Coca-Cola? A mere 8.5 percent. The average for all 50 companies was 9.38
percent. Most
companies Milliman studied kept their rates of
return the same from year to year. A few, such as gas and oil giants Phillips
Petroleum and ChevronTexaco, lowered their expected
rates of return in 2001, anticipating a rough year in the market. Given the
S&P 500 was down 13 percent, I'd say they were onto something. Eight
companies, on the other hand, actually increased their expected rate of
return in 2001, by as much as 100 basis points. Such expectations, Milliman's study concluded, are "optimistically
high." There's an understatement! Based on these assumed rates of
return, the 50 companies studied reported a combined $54.4 billion of profits
from pension fund investments. In reality, those pension funds lost $35.8
billion -- a difference of more than $90 billion. That's the problem with
real earnings; they just never sound as good as manufactured ones. We'll
have to wait and see what happens in 2002, but so far the estimates are at
best mediocre: According to benefits experts Mercer Human Resource
Consulting, the median corporate pension plan earned 1 percent in the first
quarter of 2002. I've said it before: A market doesn't bottom at six- or
12-month lows, it bottoms with 10- or 15-year lows. Shareholders
have a right to be upset. Many companies claiming to have earned profits
actually may have lost money. Remember that management bonuses and stock
option contracts are often tied to profit levels. Adding pension income into
the equation is just another way to jack up earnings results and, in turn,
the bonuses. It's an even bigger concern for those 15 million people who
currently live on their pension plan, not to mention those who expect to. My
own father collected a pension from Borden Company, then a diversified
corporation, for 17 years until he passed away. People with pensions from the companies in Milliman's
report may not be so lucky. These funds made substantial gains in the 1990s,
finishing the decade in surplus. Only eight pension plans among the 50
companies surveyed were underfunded in 1999. By
2001, more than half were in the red. The
folks at Milliman aren't worried that these pension
funds will go bankrupt, but I'm concerned just the same. Companies believe
their assumed rate of returns reflect historical
figures, but they quickly forget there have been long periods of time when
the stock market did absolutely nothing. In 1966, for instance, the Dow Jones
Industrial Average was trading around 1,000. By 1982, it was down to 800.

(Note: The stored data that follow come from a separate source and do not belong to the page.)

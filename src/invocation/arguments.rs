//! Dynamically-typed argument lists.
//!
//! Arguments travel through the advice chain as JSON values so that advices
//! can inspect and rewrite them without knowing the operation's Rust types.
//! The target side decodes them back into concrete types.

use serde::de::DeserializeOwned;
use serde::{Deserialize, Serialize};
use serde_json::Value;

use crate::error::{InterceptError, Result};

/// Encode a value for transport through the chain.
pub fn encode<T: Serialize + ?Sized>(value: &T) -> Result<Value> {
    Ok(serde_json::to_value(value)?)
}

/// Decode a chain value back into a concrete type.
pub fn decode<T: DeserializeOwned>(value: Value) -> Result<T> {
    Ok(serde_json::from_value(value)?)
}

/// Ordered arguments of one invocation.
#[derive(Debug, Clone, Default, PartialEq)]
pub struct Arguments {
    values: Vec<Value>,
}

impl Arguments {
    pub fn new() -> Self {
        Self::default()
    }

    pub fn from_values(values: Vec<Value>) -> Self {
        Self { values }
    }

    /// Append an encoded argument.
    pub fn push<T: Serialize + ?Sized>(&mut self, value: &T) -> Result<()> {
        self.values.push(encode(value)?);
        Ok(())
    }

    /// Builder-style [`push`](Self::push).
    pub fn with<T: Serialize + ?Sized>(mut self, value: &T) -> Result<Self> {
        self.push(value)?;
        Ok(self)
    }

    pub fn len(&self) -> usize {
        self.values.len()
    }

    pub fn is_empty(&self) -> bool {
        self.values.is_empty()
    }

    pub fn get(&self, index: usize) -> Option<&Value> {
        self.values.get(index)
    }

    pub fn values(&self) -> &[Value] {
        &self.values
    }

    pub fn into_values(self) -> Vec<Value> {
        self.values
    }

    /// Replace the argument at `index`.
    pub fn set(&mut self, index: usize, value: Value) -> Result<()> {
        let slot = self
            .values
            .get_mut(index)
            .ok_or(InterceptError::MissingArgument { index })?;
        *slot = value;
        Ok(())
    }

    /// Decode the argument at `index` into `T`.
    pub fn decode<T: DeserializeOwned>(&self, index: usize) -> Result<T> {
        let value = self
            .values
            .get(index)
            .ok_or(InterceptError::MissingArgument { index })?;
        Ok(T::deserialize(value)?)
    }

    /// Sequential decoder over the arguments, in declaration order.
    pub fn decoder(&self) -> ArgumentDecoder<'_> {
        ArgumentDecoder {
            arguments: self,
            index: 0,
        }
    }

    /// Stable textual key for the argument list.
    pub fn key(&self) -> String {
        Value::Array(self.values.clone()).to_string()
    }
}

impl From<Vec<Value>> for Arguments {
    fn from(values: Vec<Value>) -> Self {
        Self::from_values(values)
    }
}

impl Serialize for Arguments {
    fn serialize<S: serde::Serializer>(&self, serializer: S) -> std::result::Result<S::Ok, S::Error> {
        self.values.serialize(serializer)
    }
}

impl<'de> Deserialize<'de> for Arguments {
    fn deserialize<D: serde::Deserializer<'de>>(deserializer: D) -> std::result::Result<Self, D::Error> {
        Vec::<Value>::deserialize(deserializer).map(Self::from_values)
    }
}

/// Cursor that decodes arguments one after another.
pub struct ArgumentDecoder<'a> {
    arguments: &'a Arguments,
    index: usize,
}

impl ArgumentDecoder<'_> {
    /// Decode the next argument.
    #[allow(clippy::should_implement_trait)]
    pub fn next<T: DeserializeOwned>(&mut self) -> Result<T> {
        let value = self.arguments.decode(self.index)?;
        self.index += 1;
        Ok(value)
    }

    /// Number of arguments not yet decoded.
    pub fn remaining(&self) -> usize {
        self.arguments.len().saturating_sub(self.index)
    }
}
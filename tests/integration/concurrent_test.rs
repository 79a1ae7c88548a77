//! Concurrent use of shared proxies.
//!
//! Proxies are immutable after construction; every call gets its own
//! invocation, so threads never observe each other's chain state.

use std::sync::atomic::{AtomicUsize, Ordering};
use std::sync::Barrier;
use std::thread;

use interpose::prelude::*;

use crate::common::{Account, AccountStore, MemoryStore, Notifier, NotifierOps};

const THREADS: usize = 8;
const CALLS_PER_THREAD: usize = 50;

#[test]
fn test_concurrent_calls_through_one_proxy() {
    let timing = Timing::new();
    let stats = timing.stats();
    let entered = Arc::new(AtomicUsize::new(0));

    let counter = {
        let entered = Arc::clone(&entered);
        advice::from_fn(move |inv| {
            entered.fetch_add(1, Ordering::SeqCst);
            inv.proceed()
        })
    };

    let mut factory = ProxyFactory::new();
    factory
        .add_advisor(Always, timing)
        .unwrap()
        .add_advisor(NameMatch::new(["notify"]).unwrap(), counter)
        .unwrap();
    let proxy = factory.build(Arc::new(Notifier::default())).unwrap();
    let barrier = Barrier::new(THREADS);

    thread::scope(|scope| {
        for t in 0..THREADS {
            let proxy = proxy.clone();
            let barrier = &barrier;
            scope.spawn(move || {
                barrier.wait();
                for i in 0..CALLS_PER_THREAD {
                    proxy
                        .notify(format!("user-{}", t), format!("message {}", i))
                        .unwrap();
                }
            });
        }
    });

    let total = (THREADS * CALLS_PER_THREAD) as u64;
    assert_eq!(proxy.sent().unwrap() as u64, total);
    assert_eq!(entered.load(Ordering::SeqCst) as u64, total);
    assert_eq!(stats.get("Notifier::notify").unwrap().calls, total);
}

#[test]
fn test_concurrent_violations_stay_isolated() {
    let mut factory = ProxyFactory::new();
    factory
        .add_advisor(
            NameMatch::new(["open"]).unwrap(),
            advice::from_fn(|inv| {
                let first = inv.proceed();
                if inv.arguments().decode::<Account>(0)?.id % 2 == 0 {
                    return inv.proceed();
                }
                first
            })
            .named("even-retries"),
        )
        .unwrap();
    let store = MemoryStore::shared();
    let proxy = factory.build(store.clone() as Arc<dyn AccountStore>).unwrap();

    let results: Vec<(u64, bool)> = thread::scope(|scope| {
        let handles: Vec<_> = (0..THREADS as u64)
            .map(|id| {
                let proxy = &proxy;
                scope.spawn(move || {
                    let result = proxy.open(Account::new(id, "owner", 0));
                    (id, result.is_ok())
                })
            })
            .collect();
        handles.into_iter().map(|h| h.join().unwrap()).collect()
    });

    for (id, ok) in results {
        assert_eq!(ok, id % 2 == 1, "account {}", id);
    }
    assert_eq!(store.accounts().unwrap().len(), THREADS);
}
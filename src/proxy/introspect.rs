//! Proxy introspection.

use std::sync::Arc;

use super::{Proxy, ProxyStrategy};

/// Ask an object whether it is a generated proxy.
///
/// Implemented by [`Proxy`], by every `dyn Trait` declared with
/// [`contract!`](crate::contract), and by every type declared with
/// [`concrete!`](crate::concrete).
pub trait Introspect {
    /// Strategy used to build this object, or `None` for a plain target.
    fn proxy_strategy(&self) -> Option<ProxyStrategy> {
        None
    }

    fn is_proxy(&self) -> bool {
        self.proxy_strategy().is_some()
    }
}

impl<T: ?Sized> Introspect for Proxy<T> {
    fn proxy_strategy(&self) -> Option<ProxyStrategy> {
        Some(self.strategy())
    }
}

impl<T: Introspect + ?Sized> Introspect for Arc<T> {
    fn proxy_strategy(&self) -> Option<ProxyStrategy> {
        (**self).proxy_strategy()
    }
}

impl<T: Introspect + ?Sized> Introspect for Box<T> {
    fn proxy_strategy(&self) -> Option<ProxyStrategy> {
        (**self).proxy_strategy()
    }
}

impl<T: Introspect + ?Sized> Introspect for &T {
    fn proxy_strategy(&self) -> Option<ProxyStrategy> {
        (**self).proxy_strategy()
    }
}

/// Whether `object` is a generated proxy.
pub fn is_proxy<T: Introspect + ?Sized>(object: &T) -> bool {
    object.is_proxy()
}

/// Strategy used to build `object`, `None` when it is not a proxy.
pub fn proxy_strategy<T: Introspect + ?Sized>(object: &T) -> Option<ProxyStrategy> {
    object.proxy_strategy()
}
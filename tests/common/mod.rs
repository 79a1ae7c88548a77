//! Shared fixtures for integration tests.
//!
//! Provides a contract-based account store, a concrete notifier and a
//! concrete audit log with a sealed operation.

#![allow(dead_code)]

use std::collections::BTreeMap;
use std::sync::atomic::{AtomicU32, AtomicUsize, Ordering};

use interpose::prelude::*;
use parking_lot::Mutex;
use serde::{Deserialize, Serialize};

#[derive(Debug, Clone, PartialEq, Serialize, Deserialize)]
pub struct Account {
    pub id: u64,
    pub owner: String,
    pub balance: i64,
}

impl Account {
    pub fn new(id: u64, owner: &str, balance: i64) -> Self {
        Self {
            id,
            owner: owner.to_string(),
            balance,
        }
    }
}

contract! {
    /// Account persistence and transfers.
    pub trait AccountStore {
        fn open(&self, account: Account) -> Result<()>;
        fn balance(&self, id: u64) -> Result<i64>;
        fn transfer(&self, from: u64, to: u64, amount: i64) -> Result<i64>;
        fn accounts(&self) -> Result<Vec<Account>>;
    }
}

/// In-memory [`AccountStore`] that counts how often it is reached.
#[derive(Default)]
pub struct MemoryStore {
    accounts: Mutex<BTreeMap<u64, Account>>,
    calls: AtomicUsize,
}

impl MemoryStore {
    pub fn shared() -> Arc<Self> {
        Arc::new(Self::default())
    }

    /// Calls that reached the store itself.
    pub fn calls(&self) -> usize {
        self.calls.load(Ordering::SeqCst)
    }

    fn hit(&self) {
        self.calls.fetch_add(1, Ordering::SeqCst);
    }
}

impl AccountStore for MemoryStore {
    fn open(&self, account: Account) -> Result<()> {
        self.hit();
        let mut accounts = self.accounts.lock();
        if accounts.contains_key(&account.id) {
            return Err(InterceptError::target(format!(
                "account {} already exists",
                account.id
            )));
        }
        accounts.insert(account.id, account);
        Ok(())
    }

    fn balance(&self, id: u64) -> Result<i64> {
        self.hit();
        self.accounts
            .lock()
            .get(&id)
            .map(|account| account.balance)
            .ok_or_else(|| InterceptError::target(format!("no account {}", id)))
    }

    fn transfer(&self, from: u64, to: u64, amount: i64) -> Result<i64> {
        self.hit();
        let mut accounts = self.accounts.lock();
        if !accounts.contains_key(&to) {
            return Err(InterceptError::target(format!("no account {}", to)));
        }
        let source = accounts
            .get_mut(&from)
            .ok_or_else(|| InterceptError::target(format!("no account {}", from)))?;
        if source.balance < amount {
            return Err(InterceptError::target("insufficient funds"));
        }
        source.balance -= amount;
        let remaining = source.balance;
        if let Some(destination) = accounts.get_mut(&to) {
            destination.balance += amount;
        }
        Ok(remaining)
    }

    fn accounts(&self) -> Result<Vec<Account>> {
        self.hit();
        Ok(self.accounts.lock().values().cloned().collect())
    }
}

/// Store with two funded accounts, as a contract object.
pub fn funded_store() -> (Arc<MemoryStore>, Arc<dyn AccountStore>) {
    let store = MemoryStore::shared();
    store.open(Account::new(1, "alice", 100)).unwrap();
    store.open(Account::new(2, "bob", 50)).unwrap();
    let contract: Arc<dyn AccountStore> = store.clone();
    (store, contract)
}

/// Concrete notification sender without a contract trait.
#[derive(Default)]
pub struct Notifier {
    sent: AtomicU32,
}

impl Notifier {
    pub fn notify(&self, recipient: String, message: String) -> Result<u32> {
        if recipient.is_empty() || message.is_empty() {
            return Err(InterceptError::target("empty notification"));
        }
        Ok(self.sent.fetch_add(1, Ordering::SeqCst) + 1)
    }

    pub fn sent(&self) -> Result<u32> {
        Ok(self.sent.load(Ordering::SeqCst))
    }
}

concrete! {
    pub trait NotifierOps for Notifier {
        fn notify(&self, recipient: String, message: String) -> Result<u32>;
        fn sent(&self) -> Result<u32>;
    }
}

/// Append-only log whose `seal` operation cannot be overridden.
#[derive(Default)]
pub struct AuditLog {
    entries: Mutex<Vec<String>>,
}

impl AuditLog {
    pub fn append(&self, entry: String) -> Result<usize> {
        let mut entries = self.entries.lock();
        entries.push(entry);
        Ok(entries.len())
    }

    pub fn seal(&self) -> Result<Vec<String>> {
        Ok(std::mem::take(&mut *self.entries.lock()))
    }
}

concrete! {
    pub trait AuditLogOps for AuditLog {
        fn append(&self, entry: String) -> Result<usize>;
    }
    sealed {
        fn seal(&self) -> Result<Vec<String>>;
    }
}

/// Shared log of advice activity.
pub type EventLog = Arc<Mutex<Vec<String>>>;

pub fn event_log() -> EventLog {
    Arc::new(Mutex::new(Vec::new()))
}

/// Advice that records `name:before` / `name:after` around each call.
pub fn recorder(log: &EventLog, name: &'static str) -> impl Advice {
    let log = Arc::clone(log);
    advice::from_fn(move |inv| {
        log.lock()
            .push(format!("{}:before:{}", name, inv.operation().name()));
        let result = inv.proceed();
        log.lock().push(format!("{}:after", name));
        result
    })
    .named(name)
}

It's hardly surprising that during the 1970s and 1980s, many companies had
seriously underfunded pensions. Unless
something changes, these pension plans will only become more underfunded. Some companies may be forced to cut back on
defined-benefit plans or infuse large amounts of money into pension funds to
pay out current retirees. That's going to be an enormous drain on profits and
earnings. Don't forget one of the reasons the steel industry is in so much
trouble today is the massive pension obligations built up over decades. In
the post-Enron era of transparency and honest accounting, it's good to see
these games are under scrutiny. Recently, the debt-rating agency Standard
& Poors announced it would start calculating a
new type of core earnings that deducts the expenses associated with employee
stock options and pension income. As a result, many companies will find their
earnings are much lower than current calculations would have us believe.
Cisco Systems, for instance, would have lost more than twice as much as it
reported last year, using the S&P's new
formula. It still shocks me that more isn't done about common practices
that shortchange investors. Regulators spend so much time looking for major
offenses that they can neglect smaller, more-insipid ones that chip away at
confidence in our economic system every day.